Rev. Jones filled his regular appointment in Boone on Sunday.
Mr. A.J. Moretz is offering for sale under mortgage a steam saw mill and fixtures.
The meeting of Camp No. 1273 United Confederate Veterans is postponed until May 11.
Miss Minnie Farthing of New River, who has been at Banner Elk for some time, returned to her home last week.
Mr. Rudacil Vannoy and Miss Ida M. Norris, daughter of Mr. Smith Norris, were married at the residents of the groom at Horton on Tuesday morning.
The stockholders annual meeting of the Caldwell and Watauga Turnpike Co. will be held at Blowing Rock on May 8.

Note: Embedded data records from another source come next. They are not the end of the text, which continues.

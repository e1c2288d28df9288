//! The session store: login, registration, logout, refresh and start-up
//! restoration, plus the reactive state the UI renders from.

use std::sync::Arc;
use std::time::Duration;

use anyhow::{Context, Result};
use tokio::sync::{broadcast, watch};
use tracing::{debug, info, warn};

use crate::api::{ApiClient, ApiError};
use crate::config::Config;
use crate::models::{AuthResponse, ProfileUpdate, Registration, User};

use super::renewal::RenewalTimer;
use super::session::{AuthState, Session, SessionEvent};
use super::storage::TokenPair;
use super::validation::validate_new_password;

const NOT_AUTHENTICATED: &str = "You must be logged in to change your profile";

/// Clone is cheap - all clones share one session and one renewal timer.
#[derive(Clone)]
pub struct SessionStore {
    inner: Arc<StoreInner>,
}

struct StoreInner {
    api: ApiClient,
    renewal_interval: Duration,
    renewal: RenewalTimer,
}

impl SessionStore {
    pub fn new(api: ApiClient, renewal_interval: Duration) -> Self {
        Self {
            inner: Arc::new(StoreInner {
                api,
                renewal_interval,
                renewal: RenewalTimer::new(),
            }),
        }
    }

    /// Build the full stack (token storage, session, reqwest client) from
    /// configuration.
    pub fn from_config(config: &Config) -> Result<Self> {
        let storage = config.token_storage().context("Failed to open token storage")?;
        let session = Arc::new(Session::new(storage));
        let api = ApiClient::new(config, session).context("Failed to create API client")?;
        Ok(Self::new(api, config.renewal_interval()))
    }

    pub fn api(&self) -> &ApiClient {
        &self.inner.api
    }

    pub fn session(&self) -> &Arc<Session> {
        self.inner.api.session()
    }

    pub fn state(&self) -> AuthState {
        self.session().state()
    }

    pub fn subscribe(&self) -> watch::Receiver<AuthState> {
        self.session().subscribe()
    }

    pub fn events(&self) -> broadcast::Receiver<SessionEvent> {
        self.session().events()
    }

    pub fn is_authenticated(&self) -> bool {
        self.session().is_authenticated()
    }

    pub fn is_renewing(&self) -> bool {
        self.inner.renewal.is_running()
    }

    /// Resolve once initialization has finished.
    pub async fn wait_ready(&self) -> AuthState {
        let mut state = self.subscribe();
        let ready = match state.wait_for(|s| s.is_ready).await {
            Ok(ready) => ready.clone(),
            Err(_) => self.state(),
        };
        ready
    }

    /// Restore a stored session, if any. Fetch the profile with the stored
    /// access token; on failure refresh once and fetch again; if that also
    /// fails, clear everything. Marks the store ready when done.
    pub async fn initialize(&self) -> AuthState {
        let session = self.session();
        if session.has_tokens() {
            let generation = session.generation();
            let user = match self.inner.api.current_user_without_retry().await {
                Ok(user) => Ok(user),
                Err(e) => {
                    info!(error = %e, "Stored access token rejected, refreshing");
                    match self.inner.api.refresh_access_token().await {
                        Ok(_) => self.inner.api.current_user_without_retry().await,
                        Err(e) => Err(e),
                    }
                }
            };

            match user {
                Ok(user) => {
                    if session.set_user(generation, user) {
                        info!("Restored stored session");
                    }
                }
                Err(e) => {
                    warn!(error = %e, "Could not restore stored session, clearing it");
                    session.clear(SessionEvent::LoggedOut);
                }
            }
        } else {
            debug!("No stored tokens");
        }

        session.mark_ready();
        if session.is_authenticated() {
            self.start_renewal();
        }
        self.state()
    }

    pub async fn login(&self, email: &str, password: &str) -> Result<User, ApiError> {
        self.session().begin_loading();
        let result = self.inner.api.login(email, password).await;
        self.session().end_loading();

        match result {
            Ok(auth) => self.adopt(auth),
            Err(e) => {
                debug!(error = %e, "Login failed");
                Err(e)
            }
        }
    }

    /// Validate the form locally, then register. Local failures never
    /// reach the server.
    pub async fn register(&self, registration: &Registration) -> Result<User, ApiError> {
        validate_new_password(
            &registration.password,
            registration.confirm_password.as_deref(),
        )?;

        self.session().begin_loading();
        let result = self.inner.api.register(registration).await;
        self.session().end_loading();

        match result {
            Ok(auth) => self.adopt(auth),
            Err(e) => {
                debug!(error = %e, "Registration failed");
                Err(e)
            }
        }
    }

    fn adopt(&self, auth: AuthResponse) -> Result<User, ApiError> {
        let user = auth.user.clone();
        self.session().establish(
            auth.user,
            TokenPair {
                access_token: auth.access_token,
                refresh_token: auth.refresh_token,
            },
        )?;
        self.start_renewal();
        Ok(user)
    }

    /// Clear local state unconditionally, then tell the server to drop the
    /// refresh token. Never fails.
    pub async fn logout(&self) {
        self.inner.renewal.stop();
        let Some(refresh_token) = self.session().clear(SessionEvent::LoggedOut) else {
            return;
        };
        if let Err(e) = self.inner.api.logout(&refresh_token).await {
            warn!(error = %e, "Server logout failed");
        }
    }

    /// Swap the access token for a fresh one. The refresh token stays.
    pub async fn refresh_access_token(&self) -> Result<(), ApiError> {
        self.inner.api.refresh_access_token().await.map(|_| ())
    }

    /// `refresh_access_token` for a UI button: report success only.
    pub async fn manual_refresh(&self) -> bool {
        match self.refresh_access_token().await {
            Ok(()) => true,
            Err(e) => {
                warn!(error = %e, "Manual refresh failed");
                false
            }
        }
    }

    /// Replace the user record of the current session, e.g. after a
    /// profile edit.
    pub fn update_user(&self, user: User) -> bool {
        self.session().update_user(user)
    }

    /// Save profile changes and adopt the record the server returns.
    pub async fn update_profile(&self, update: &ProfileUpdate) -> Result<User, ApiError> {
        if !self.is_authenticated() {
            return Err(ApiError::Authentication(NOT_AUTHENTICATED.to_string()));
        }
        let generation = self.session().generation();
        let user = self.inner.api.update_profile(update).await?;
        if !self.session().set_user(generation, user.clone()) {
            debug!("Session ended during profile update");
        }
        Ok(user)
    }

    /// Link a wallet to the account: resolve its trading profile address,
    /// then store both addresses on the profile.
    pub async fn set_wallet_address(&self, wallet_address: &str) -> Result<User, ApiError> {
        if !self.is_authenticated() {
            return Err(ApiError::Authentication(NOT_AUTHENTICATED.to_string()));
        }
        let profile_address = self.profile_address(wallet_address).await?;
        info!(%wallet_address, %profile_address, "Linking wallet");
        self.update_profile(&ProfileUpdate {
            wallet_address: Some(wallet_address.to_string()),
            profile_address: Some(profile_address),
            ..ProfileUpdate::default()
        })
        .await
    }

    pub async fn profile_address(&self, wallet_address: &str) -> Result<String, ApiError> {
        self.inner.api.profile_address(wallet_address).await
    }

    fn start_renewal(&self) {
        self.inner
            .renewal
            .start(self.inner.api.clone(), self.inner.renewal_interval);
    }
}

It is feared by some that the fruit crop is seriously damaged by the protracted cold weather; but many others think that the crop is not hurt.
Reports from the county of Wilkes are to the effect that much of the land on the river, just planted in corn, was almost ruined by the high water last week.
Mr. John T. McNeil and wife of Condiff, Texas, arrived at the home of Mr. Holland Hodges, father of Mrs. McNeil, this week, and will, we are told, spend the summer in Watauga.
Mr. H.H. Farthing has applied for a library for Timbered Ridge District under the school law, he being the first in the county take advantage of its liberal provisions.
Rev. W.R. Bradshaw of Wilkesboro preaches the annual sermon at Watagua Academy at 11 a.m . Tomorrow. Mr. T.C. Bowie, who was expected to deliver the address, cannot be present owing to the extreme illness of his sister.
Our townsman Prof. W.M. Francum will teach at Silverstone this summer, beginning on Monday, May 13. There is no better teacher in the county than he and that community has acted wisely in procuring his services.
We are indeed sorry to hear of the unfortunate condition of friend J.S. Mast of Cove Creek. He is almost entirely helpless and we are told that his mind is almost dethroned. An attendant at his bed side is necessary at all times.
The snow measured 10 inches on a level on Howard's Knob Tuesday morning and we are told that snow drifts to the depth of several feed are in some parts of the county. This is easily the heaviest snow-fall of the winter.
We are told that during the freshet last week, the barn of Mr. Quincy McGuire on New River was lifted from its foundation and nicely carried off on the surging waters. Fortunately, he succeeded in getting his stock removed before the vessel sailed.
The Portland Oregon papers give an account of the trial and conviction of Jas. Greene, late of Watauga, for the murder of one Benjamin, while under the influence of whiskey. The jury was only out for a short time and returned a verdict of murder in the first degree. The attorneys for the defense have asked for an appeal.
A farmer in this county owns a brood of eight pigs, four of which have no lower jaw. It is suggested by an anti-stock law man that the little "rooters" had no use for either mouth or jaw as many of the swinish tribe in Watauga are doomed to starve under the law he considers so oppressive, and possibly they are not very unfortunate at last.